L’humiliation vécue samedi face à la Nouvelle-Zélande a marqué la fin d’une ère, celle de Philippe Saint-André. Joueur flamboyant, le natif de Romans-sur-Isère n’a jamais réussi à réinstaurer le tant attendu « French Flair » qu’il incarnait pourtant dans les années quatre-vingt-dix. Pendant quatre ans les défenseurs du fameux adage « La belle à l’aile la vie est belle » ont mangé leur pain noir. Mais alors offrir un jeu d’attaque si restrictif devait-il s’inscrire dans une logique de résultat ? Parce que ceux obtenus par le XV de France sous les ordres du « goret » n’ont pas non plus fait lever les foules. Pire. Ils se sont avérés les plus mauvais de l’histoire française du rugby professionnel. Depuis l’arrivée du 21è siècle le XV de France a remporté cinq fois le tournoi des 6 nations : six sous Bernard Laporte, un sous les ordres de Marc Lièvremont pour aucun sous PSA (quatrièmes à trois reprises (2012, 2014 et 2015) et sixièmes en 2013). Le XV de France serait-il passé du rang de meilleure nation d’Europe à celui de vilain petit canard du rugby européen ? Cette dernière Coupe du monde pourrait le laisser penser. Si les Anglais ne sont pas sortis de leur poule, cette dernière était très relevée avec notamment le Pays de Galles et l’Australie. Les Gallois, justement sont passés à deux doigts d’éliminer l’Afrique du Sud en quart de finale (défaite 23-19). Du côté des Irlandais, c’est la flamboyante argentine qui dû s’employer pour les éliminer du tournoi. Enfin l’exemple le plus criant et celui de l’Écosse. Inférieurs aux Bleus sur le papier les joueurs de Vern Cotter sont passés à un petit point et une grosse erreur d’arbitrage à la 78e d’une demi-finale au dépend de l’Australie. Finalement seuls les Italiens ont été encore moins en jambes que le XV de France. Mais alors comment inverser cette tendance, avant qu’il ne soit trop tard ? La réponse sera (peut-être !) apportée par Guy Novès, à qui seront remises les clés du bateau à la dérive, début novembre.
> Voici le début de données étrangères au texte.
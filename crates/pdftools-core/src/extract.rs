//! Page extraction
//!
//! Builds a new document from a subset of a source document's pages, in
//! caller-supplied order. Backs the split operation, where each range
//! token becomes one extracted document.

use crate::error::PdfToolsError;
use crate::tree::{pages_node_id, set_page_kids};
use lopdf::{Document, Object, ObjectId};
use std::collections::HashSet;

/// Extract `pages` (1-based, in desired output order, duplicates allowed)
/// into a standalone document.
pub fn extract_pages(bytes: &[u8], pages: &[u32]) -> Result<Vec<u8>, PdfToolsError> {
    if pages.is_empty() {
        return Err(PdfToolsError::InvalidRange("No pages selected".into()));
    }

    let doc = Document::load_mem(bytes).map_err(|e| PdfToolsError::Parse(e.to_string()))?;
    let page_map = doc.get_pages();
    let page_count = page_map.len() as u32;

    for &page in pages {
        if page < 1 || page > page_count {
            return Err(PdfToolsError::InvalidRange(format!(
                "Page {} does not exist (document has {} pages)",
                page, page_count
            )));
        }
    }

    let mut new_doc = doc.clone();
    let pages_id = pages_node_id(&new_doc)?;

    // Rebuild the page list in the requested order. A page requested more
    // than once gets a fresh object id for each repeat so the Kids array
    // never references the same page object twice.
    let mut seen: HashSet<ObjectId> = HashSet::new();
    let mut refs = Vec::with_capacity(pages.len());
    for page in pages {
        let id = page_map[page];
        if seen.insert(id) {
            refs.push(id);
        } else {
            refs.push(duplicate_page(&mut new_doc, id, pages_id)?);
        }
    }

    set_page_kids(&mut new_doc, refs)?;

    // Unselected pages are now unreachable from the catalog; drop them
    // and anything only they referenced.
    new_doc.prune_objects();
    new_doc.compress();

    let mut buffer = Vec::new();
    new_doc
        .save_to(&mut buffer)
        .map_err(|e| PdfToolsError::Operation(format!("Failed to save extracted PDF: {}", e)))?;

    Ok(buffer)
}

/// Shallow-copy a page dictionary under a new object id. Content and
/// resource references stay shared with the original page.
fn duplicate_page(
    doc: &mut Document,
    page_id: ObjectId,
    parent_id: ObjectId,
) -> Result<ObjectId, PdfToolsError> {
    let mut dict = doc
        .get_object(page_id)
        .and_then(Object::as_dict)
        .map_err(|_| PdfToolsError::Operation("Page is not a dictionary".into()))?
        .clone();
    dict.set("Parent", Object::Reference(parent_id));
    Ok(doc.add_object(Object::Dictionary(dict)))
}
Novès attendu comme le messie

Il a tout gagné avec le Stade Toulousain (Dix fois champion de France et quatre fois champion d’Europe, à quoi on peut rajouter un challenge Yves du Manoir, une coupe de France, un trophée des Champions et un trophée de Coubertin) et est attendu par l’ensemble des sympathisants du XV de France.

 

Au-delà de ses 70 % de victoires à la tête du club rouge et noir, Guy Novès a surtout été le symbole d’un jeu aéré tout en conservant son efficacité. Celui que les Toulousains surnomment « le sorcier » est donc attendu comme le messie. Tant pour relancer le volume de jeu du XV de France que les résultats, au combien désastreux sous la direction de Philippe Saint-André. Comment va-t-il faire ? S’appuyer sur un groupe qu’il emmènera de son premier tournoi des 6 nations à la fin de son mandat ? Faire comme Philippe Saint-André et essayer une multitude de joueurs et se tenir à la politique de « l’homme en forme » ? Quid des joueurs cadres du mandat PSA ? Les jeunes joueurs auront-ils leur chance ? Tant de question que résoudra, en partie, la première liste que le futur sélectionneur devrait annoncer à l’aube du tournoi des 6 nations 2016. Pierrick Ilic-Ruffinatti.